# WHAT IS REQUIRED
In how many lines of these records does the word "bLOOKS" appear? Give the number by itself.

[Stored data entries]
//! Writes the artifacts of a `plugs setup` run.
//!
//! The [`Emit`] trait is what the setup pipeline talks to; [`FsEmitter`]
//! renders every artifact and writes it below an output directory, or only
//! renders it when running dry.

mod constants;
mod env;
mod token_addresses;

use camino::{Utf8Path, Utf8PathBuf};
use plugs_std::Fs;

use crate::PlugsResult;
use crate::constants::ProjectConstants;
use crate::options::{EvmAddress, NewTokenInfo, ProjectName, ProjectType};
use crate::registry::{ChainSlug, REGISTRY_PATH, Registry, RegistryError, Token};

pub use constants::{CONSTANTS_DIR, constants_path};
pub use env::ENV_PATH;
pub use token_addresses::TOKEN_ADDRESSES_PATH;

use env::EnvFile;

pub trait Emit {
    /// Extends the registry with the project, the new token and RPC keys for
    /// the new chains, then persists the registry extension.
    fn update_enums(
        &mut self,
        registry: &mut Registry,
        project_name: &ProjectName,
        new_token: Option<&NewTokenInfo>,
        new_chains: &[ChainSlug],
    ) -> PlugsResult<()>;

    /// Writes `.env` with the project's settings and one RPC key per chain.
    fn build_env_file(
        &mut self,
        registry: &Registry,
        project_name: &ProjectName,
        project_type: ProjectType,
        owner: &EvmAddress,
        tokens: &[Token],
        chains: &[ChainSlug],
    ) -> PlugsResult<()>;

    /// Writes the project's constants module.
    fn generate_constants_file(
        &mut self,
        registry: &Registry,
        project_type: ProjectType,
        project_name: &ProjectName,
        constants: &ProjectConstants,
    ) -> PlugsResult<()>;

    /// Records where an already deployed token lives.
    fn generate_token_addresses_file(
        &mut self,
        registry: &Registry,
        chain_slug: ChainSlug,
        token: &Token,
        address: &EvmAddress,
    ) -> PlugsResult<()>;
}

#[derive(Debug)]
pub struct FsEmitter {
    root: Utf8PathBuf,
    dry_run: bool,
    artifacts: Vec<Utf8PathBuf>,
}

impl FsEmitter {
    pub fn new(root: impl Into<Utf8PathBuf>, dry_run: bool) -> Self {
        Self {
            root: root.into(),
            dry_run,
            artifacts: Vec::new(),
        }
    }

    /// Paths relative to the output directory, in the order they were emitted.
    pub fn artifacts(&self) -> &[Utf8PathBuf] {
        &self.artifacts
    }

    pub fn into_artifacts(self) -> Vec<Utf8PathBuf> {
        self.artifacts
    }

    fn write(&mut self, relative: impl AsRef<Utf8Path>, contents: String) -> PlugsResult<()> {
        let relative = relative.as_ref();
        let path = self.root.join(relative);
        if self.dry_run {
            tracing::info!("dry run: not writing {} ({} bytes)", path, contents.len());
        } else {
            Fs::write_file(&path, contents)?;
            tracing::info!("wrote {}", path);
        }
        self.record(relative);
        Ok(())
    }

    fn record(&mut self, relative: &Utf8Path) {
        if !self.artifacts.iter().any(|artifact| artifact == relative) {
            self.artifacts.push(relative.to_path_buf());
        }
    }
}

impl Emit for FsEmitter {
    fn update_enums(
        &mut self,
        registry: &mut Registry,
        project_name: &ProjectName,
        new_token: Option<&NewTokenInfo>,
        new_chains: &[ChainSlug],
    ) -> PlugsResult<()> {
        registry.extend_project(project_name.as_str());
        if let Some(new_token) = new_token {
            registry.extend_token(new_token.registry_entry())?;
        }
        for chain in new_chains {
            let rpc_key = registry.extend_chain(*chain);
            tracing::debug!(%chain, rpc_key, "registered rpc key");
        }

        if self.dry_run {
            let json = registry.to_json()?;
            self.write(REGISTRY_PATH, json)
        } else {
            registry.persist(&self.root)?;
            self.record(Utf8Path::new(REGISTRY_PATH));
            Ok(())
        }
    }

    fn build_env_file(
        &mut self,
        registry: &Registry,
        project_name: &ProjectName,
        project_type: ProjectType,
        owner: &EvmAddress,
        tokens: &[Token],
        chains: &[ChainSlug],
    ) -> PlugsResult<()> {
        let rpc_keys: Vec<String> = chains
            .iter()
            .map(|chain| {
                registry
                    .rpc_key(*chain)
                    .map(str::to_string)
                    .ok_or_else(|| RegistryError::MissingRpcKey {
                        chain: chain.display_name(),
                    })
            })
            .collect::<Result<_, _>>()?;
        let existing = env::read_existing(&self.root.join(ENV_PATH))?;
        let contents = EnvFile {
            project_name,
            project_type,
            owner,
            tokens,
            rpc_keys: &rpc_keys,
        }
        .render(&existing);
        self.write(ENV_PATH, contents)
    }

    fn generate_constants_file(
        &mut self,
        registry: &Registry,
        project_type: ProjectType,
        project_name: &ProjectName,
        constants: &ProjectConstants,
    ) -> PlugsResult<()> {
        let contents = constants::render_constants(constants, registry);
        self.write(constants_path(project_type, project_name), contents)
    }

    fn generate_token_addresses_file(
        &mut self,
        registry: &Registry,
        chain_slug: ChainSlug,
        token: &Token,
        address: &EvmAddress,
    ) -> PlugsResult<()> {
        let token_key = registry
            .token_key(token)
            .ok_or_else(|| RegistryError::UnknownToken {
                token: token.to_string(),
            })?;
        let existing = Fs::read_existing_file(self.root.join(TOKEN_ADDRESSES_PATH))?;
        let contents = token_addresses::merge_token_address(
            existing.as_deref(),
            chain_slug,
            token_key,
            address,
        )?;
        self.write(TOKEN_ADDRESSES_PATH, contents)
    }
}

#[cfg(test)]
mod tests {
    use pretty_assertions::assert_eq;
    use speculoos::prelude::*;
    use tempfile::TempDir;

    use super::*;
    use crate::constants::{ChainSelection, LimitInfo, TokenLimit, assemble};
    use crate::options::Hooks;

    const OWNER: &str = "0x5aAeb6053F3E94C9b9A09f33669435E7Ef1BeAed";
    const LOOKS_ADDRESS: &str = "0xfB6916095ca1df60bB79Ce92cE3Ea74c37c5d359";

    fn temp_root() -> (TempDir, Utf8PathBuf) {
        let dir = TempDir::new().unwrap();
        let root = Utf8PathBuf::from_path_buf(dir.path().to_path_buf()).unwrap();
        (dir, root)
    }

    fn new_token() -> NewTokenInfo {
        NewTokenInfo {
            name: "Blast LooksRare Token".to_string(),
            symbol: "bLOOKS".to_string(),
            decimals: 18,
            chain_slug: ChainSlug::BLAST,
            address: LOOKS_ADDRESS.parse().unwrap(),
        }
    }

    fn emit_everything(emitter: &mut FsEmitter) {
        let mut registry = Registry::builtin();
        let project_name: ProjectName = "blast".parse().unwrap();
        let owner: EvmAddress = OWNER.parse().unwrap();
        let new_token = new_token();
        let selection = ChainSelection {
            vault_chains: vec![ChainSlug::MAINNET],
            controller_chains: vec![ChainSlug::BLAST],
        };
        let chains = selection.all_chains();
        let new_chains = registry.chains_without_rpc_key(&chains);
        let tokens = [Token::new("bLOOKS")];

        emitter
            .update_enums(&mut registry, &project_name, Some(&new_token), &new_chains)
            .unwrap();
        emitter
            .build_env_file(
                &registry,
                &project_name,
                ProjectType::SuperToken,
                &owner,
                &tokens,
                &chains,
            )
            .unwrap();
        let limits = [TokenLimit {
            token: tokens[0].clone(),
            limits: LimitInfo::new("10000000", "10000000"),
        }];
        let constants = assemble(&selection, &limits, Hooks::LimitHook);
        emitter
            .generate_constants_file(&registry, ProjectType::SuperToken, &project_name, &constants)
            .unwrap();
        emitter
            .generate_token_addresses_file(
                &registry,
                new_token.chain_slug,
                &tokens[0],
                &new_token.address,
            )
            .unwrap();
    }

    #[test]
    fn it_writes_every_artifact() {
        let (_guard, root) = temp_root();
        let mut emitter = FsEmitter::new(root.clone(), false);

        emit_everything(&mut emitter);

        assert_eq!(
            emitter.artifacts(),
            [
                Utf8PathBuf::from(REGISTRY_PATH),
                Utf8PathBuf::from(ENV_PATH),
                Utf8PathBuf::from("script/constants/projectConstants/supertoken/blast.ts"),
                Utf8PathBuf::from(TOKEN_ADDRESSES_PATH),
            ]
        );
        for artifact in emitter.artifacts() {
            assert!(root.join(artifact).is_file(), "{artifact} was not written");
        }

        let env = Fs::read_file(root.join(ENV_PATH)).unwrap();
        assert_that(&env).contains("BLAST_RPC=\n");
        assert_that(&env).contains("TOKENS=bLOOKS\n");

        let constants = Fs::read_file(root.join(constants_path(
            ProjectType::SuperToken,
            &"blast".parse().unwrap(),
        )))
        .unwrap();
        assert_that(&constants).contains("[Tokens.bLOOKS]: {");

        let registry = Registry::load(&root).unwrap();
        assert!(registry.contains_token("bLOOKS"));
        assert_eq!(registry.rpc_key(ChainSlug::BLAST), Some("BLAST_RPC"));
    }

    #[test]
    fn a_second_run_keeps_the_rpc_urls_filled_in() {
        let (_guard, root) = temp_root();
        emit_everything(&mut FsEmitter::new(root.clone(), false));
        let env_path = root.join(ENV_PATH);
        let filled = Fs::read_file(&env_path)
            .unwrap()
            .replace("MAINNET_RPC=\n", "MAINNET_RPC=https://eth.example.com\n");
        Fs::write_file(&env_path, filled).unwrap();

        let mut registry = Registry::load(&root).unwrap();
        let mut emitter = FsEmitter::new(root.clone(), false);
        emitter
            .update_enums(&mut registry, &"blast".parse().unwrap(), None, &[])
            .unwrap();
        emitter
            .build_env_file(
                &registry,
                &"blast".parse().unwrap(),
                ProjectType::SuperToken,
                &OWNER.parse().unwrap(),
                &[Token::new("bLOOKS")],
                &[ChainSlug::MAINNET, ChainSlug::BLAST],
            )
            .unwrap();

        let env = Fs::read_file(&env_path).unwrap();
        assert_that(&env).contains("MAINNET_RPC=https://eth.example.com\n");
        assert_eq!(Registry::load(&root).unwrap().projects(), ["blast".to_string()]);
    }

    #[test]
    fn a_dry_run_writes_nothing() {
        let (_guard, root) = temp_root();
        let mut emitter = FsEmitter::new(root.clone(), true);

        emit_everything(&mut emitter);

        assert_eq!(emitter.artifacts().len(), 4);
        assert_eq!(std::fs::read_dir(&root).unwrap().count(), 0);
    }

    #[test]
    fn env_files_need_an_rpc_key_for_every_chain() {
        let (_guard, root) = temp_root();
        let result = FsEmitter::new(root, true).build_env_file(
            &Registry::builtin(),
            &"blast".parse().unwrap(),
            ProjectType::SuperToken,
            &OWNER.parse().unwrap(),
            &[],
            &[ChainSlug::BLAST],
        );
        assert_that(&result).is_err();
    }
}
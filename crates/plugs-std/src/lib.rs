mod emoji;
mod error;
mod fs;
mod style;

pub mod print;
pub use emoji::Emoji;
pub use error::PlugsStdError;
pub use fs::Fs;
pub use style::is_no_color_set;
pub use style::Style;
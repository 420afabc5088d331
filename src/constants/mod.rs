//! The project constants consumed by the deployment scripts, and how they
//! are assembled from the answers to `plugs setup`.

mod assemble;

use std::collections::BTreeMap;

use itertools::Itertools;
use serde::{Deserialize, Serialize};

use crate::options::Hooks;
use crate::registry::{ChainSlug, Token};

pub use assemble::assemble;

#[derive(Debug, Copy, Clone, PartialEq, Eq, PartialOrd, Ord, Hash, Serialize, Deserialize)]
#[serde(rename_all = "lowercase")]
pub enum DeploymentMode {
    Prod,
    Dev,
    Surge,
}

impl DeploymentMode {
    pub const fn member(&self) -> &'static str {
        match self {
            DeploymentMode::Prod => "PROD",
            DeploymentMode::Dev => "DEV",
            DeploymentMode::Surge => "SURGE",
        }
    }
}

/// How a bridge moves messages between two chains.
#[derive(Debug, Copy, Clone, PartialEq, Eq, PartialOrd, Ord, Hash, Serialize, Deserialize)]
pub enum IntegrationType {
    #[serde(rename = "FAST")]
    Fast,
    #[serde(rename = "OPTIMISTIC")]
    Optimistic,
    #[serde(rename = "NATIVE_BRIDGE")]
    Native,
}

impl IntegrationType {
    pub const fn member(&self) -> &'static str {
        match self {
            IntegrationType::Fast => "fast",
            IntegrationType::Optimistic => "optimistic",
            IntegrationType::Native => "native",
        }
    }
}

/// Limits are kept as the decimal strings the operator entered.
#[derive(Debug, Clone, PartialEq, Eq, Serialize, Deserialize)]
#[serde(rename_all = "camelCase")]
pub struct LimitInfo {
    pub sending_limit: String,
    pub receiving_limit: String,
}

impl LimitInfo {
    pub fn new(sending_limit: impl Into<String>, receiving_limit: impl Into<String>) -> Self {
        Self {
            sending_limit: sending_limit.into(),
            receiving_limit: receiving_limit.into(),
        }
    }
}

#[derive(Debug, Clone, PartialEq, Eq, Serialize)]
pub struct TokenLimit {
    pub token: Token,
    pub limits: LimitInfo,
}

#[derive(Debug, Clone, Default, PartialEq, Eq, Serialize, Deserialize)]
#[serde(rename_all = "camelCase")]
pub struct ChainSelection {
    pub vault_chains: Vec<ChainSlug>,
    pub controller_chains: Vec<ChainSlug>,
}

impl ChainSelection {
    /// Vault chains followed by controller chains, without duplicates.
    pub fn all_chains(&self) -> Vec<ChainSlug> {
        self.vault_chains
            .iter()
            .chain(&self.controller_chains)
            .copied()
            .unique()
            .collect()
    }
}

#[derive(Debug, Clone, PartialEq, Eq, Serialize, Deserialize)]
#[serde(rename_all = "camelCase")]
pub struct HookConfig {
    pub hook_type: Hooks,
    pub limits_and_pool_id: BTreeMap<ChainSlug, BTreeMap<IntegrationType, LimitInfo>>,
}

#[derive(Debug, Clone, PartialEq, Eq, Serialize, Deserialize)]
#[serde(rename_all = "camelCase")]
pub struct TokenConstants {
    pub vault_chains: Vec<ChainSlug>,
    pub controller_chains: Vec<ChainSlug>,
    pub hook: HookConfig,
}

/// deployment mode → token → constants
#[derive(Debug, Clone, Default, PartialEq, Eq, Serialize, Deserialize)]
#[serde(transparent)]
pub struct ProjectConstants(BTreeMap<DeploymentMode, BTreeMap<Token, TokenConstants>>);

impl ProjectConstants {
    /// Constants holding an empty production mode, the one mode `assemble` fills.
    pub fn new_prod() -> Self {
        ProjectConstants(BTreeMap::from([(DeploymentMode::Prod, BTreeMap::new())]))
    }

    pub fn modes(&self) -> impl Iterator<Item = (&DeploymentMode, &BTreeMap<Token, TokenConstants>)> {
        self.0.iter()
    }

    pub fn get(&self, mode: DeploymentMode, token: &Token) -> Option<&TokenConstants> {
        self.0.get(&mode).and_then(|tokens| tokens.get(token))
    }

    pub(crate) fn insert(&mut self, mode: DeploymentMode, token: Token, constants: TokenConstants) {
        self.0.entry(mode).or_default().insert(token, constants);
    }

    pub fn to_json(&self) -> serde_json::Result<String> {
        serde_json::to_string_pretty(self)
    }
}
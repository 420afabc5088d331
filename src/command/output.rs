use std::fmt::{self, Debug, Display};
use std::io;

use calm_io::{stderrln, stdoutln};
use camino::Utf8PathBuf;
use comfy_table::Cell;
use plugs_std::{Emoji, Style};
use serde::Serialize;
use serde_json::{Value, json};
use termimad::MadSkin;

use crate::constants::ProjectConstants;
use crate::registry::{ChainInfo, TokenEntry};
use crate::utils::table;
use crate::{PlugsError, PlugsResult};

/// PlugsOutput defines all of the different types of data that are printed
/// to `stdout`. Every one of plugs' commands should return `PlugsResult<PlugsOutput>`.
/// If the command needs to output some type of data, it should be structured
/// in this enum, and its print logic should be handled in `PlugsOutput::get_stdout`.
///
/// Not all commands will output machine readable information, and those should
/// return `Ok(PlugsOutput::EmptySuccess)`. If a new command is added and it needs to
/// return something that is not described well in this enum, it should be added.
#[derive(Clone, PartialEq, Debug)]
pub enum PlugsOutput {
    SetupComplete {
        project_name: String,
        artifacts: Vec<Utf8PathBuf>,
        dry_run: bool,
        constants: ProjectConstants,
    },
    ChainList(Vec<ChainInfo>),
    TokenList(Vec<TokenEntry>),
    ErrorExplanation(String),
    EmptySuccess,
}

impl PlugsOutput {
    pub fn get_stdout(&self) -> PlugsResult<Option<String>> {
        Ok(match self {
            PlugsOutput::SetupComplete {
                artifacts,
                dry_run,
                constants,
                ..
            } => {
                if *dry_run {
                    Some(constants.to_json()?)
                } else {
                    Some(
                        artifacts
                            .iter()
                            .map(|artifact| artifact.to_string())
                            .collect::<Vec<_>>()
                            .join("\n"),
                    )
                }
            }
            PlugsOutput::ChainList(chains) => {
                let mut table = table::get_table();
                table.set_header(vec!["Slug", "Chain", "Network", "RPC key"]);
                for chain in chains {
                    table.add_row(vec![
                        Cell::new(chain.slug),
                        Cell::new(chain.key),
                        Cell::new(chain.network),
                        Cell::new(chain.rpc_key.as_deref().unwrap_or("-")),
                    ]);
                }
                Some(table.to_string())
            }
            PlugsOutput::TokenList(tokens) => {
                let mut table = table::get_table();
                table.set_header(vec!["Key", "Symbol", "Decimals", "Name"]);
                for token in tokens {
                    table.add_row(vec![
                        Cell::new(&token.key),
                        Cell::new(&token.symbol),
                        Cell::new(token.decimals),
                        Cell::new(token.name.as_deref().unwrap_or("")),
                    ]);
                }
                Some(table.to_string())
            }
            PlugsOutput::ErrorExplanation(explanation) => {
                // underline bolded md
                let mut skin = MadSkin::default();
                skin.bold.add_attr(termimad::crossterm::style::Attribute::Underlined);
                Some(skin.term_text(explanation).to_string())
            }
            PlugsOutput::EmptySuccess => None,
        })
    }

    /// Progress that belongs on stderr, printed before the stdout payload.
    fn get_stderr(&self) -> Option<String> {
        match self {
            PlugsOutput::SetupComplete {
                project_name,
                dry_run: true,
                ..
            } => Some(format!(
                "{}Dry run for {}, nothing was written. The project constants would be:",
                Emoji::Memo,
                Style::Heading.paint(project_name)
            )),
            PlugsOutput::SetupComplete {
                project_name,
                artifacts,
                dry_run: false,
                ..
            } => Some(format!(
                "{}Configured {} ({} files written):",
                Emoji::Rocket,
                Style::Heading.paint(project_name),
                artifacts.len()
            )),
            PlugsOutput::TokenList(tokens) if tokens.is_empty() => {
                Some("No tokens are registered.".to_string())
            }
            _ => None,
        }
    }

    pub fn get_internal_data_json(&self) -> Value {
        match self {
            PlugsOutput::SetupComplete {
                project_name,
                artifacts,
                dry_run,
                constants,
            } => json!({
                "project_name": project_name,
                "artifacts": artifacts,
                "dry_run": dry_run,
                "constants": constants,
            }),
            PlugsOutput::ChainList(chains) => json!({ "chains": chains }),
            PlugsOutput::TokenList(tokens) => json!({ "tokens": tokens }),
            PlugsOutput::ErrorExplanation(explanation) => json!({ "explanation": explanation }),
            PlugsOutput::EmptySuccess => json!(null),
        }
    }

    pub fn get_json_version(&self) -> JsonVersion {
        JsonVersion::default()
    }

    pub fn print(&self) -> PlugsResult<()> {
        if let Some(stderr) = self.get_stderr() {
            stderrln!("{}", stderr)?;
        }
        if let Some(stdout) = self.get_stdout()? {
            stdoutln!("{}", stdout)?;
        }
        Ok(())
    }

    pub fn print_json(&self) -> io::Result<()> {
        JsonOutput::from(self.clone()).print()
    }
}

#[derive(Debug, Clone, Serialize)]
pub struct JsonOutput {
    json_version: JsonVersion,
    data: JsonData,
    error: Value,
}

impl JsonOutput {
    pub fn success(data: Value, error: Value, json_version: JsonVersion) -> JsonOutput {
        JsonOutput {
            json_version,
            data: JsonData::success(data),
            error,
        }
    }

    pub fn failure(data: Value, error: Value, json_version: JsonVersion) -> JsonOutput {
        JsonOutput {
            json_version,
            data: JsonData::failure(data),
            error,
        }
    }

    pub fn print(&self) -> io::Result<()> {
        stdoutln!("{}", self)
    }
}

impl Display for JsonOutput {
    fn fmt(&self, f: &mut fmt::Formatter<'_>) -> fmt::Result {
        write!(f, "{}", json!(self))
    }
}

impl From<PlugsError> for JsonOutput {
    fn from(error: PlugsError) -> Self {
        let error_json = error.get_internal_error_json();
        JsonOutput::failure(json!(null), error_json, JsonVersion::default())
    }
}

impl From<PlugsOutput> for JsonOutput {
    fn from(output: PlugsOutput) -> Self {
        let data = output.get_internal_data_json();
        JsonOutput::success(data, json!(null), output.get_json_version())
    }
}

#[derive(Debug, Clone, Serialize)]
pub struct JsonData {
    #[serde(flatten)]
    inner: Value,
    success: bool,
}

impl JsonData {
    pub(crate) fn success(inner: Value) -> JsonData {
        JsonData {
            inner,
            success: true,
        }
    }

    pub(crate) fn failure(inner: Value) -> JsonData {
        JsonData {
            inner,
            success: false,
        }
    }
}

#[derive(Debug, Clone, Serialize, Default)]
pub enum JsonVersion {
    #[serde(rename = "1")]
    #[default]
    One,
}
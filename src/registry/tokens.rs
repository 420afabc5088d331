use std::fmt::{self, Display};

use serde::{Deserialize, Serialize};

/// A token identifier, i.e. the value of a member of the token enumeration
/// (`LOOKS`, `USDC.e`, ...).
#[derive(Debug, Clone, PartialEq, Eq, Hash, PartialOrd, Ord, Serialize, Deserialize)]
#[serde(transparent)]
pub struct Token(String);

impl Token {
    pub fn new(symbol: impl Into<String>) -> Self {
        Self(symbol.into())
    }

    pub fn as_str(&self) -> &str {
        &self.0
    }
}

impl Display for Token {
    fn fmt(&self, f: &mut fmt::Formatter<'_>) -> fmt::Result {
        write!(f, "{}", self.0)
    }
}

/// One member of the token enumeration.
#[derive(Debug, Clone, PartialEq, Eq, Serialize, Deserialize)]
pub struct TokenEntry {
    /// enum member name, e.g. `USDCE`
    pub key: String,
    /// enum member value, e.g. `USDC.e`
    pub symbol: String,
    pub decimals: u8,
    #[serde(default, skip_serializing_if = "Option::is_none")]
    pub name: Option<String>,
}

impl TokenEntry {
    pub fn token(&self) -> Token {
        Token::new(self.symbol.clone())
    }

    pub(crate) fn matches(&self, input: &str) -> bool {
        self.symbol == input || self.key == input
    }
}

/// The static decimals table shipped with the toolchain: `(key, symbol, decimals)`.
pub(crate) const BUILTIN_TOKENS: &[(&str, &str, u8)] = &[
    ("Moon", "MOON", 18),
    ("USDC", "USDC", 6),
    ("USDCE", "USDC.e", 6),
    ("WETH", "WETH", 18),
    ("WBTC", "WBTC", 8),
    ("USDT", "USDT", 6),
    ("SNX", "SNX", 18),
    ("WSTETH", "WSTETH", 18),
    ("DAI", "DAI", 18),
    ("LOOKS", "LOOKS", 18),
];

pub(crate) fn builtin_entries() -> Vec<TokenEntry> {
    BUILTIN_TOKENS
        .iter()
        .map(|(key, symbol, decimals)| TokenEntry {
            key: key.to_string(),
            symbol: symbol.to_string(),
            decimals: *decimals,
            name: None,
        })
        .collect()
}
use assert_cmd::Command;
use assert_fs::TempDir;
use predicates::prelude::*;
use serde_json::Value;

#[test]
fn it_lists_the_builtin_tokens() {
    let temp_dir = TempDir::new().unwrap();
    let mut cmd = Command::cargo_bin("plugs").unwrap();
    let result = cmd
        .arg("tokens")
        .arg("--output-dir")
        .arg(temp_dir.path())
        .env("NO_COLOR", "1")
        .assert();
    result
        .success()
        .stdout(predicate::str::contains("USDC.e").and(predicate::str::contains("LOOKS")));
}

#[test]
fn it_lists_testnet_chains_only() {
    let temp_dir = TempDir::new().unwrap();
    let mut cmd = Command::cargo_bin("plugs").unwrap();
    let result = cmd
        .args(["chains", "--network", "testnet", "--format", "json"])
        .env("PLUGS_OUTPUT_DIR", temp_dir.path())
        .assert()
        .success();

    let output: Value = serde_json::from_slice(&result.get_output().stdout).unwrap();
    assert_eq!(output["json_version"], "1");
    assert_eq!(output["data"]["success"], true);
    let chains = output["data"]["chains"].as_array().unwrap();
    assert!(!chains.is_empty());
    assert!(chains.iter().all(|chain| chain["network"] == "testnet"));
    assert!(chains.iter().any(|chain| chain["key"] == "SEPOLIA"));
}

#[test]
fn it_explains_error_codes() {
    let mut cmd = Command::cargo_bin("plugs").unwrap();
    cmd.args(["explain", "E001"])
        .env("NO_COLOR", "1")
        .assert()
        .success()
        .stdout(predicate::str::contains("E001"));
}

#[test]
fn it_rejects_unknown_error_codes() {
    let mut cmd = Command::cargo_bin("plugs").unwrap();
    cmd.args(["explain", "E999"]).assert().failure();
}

# ANSWER TO THIS PROBLEM
6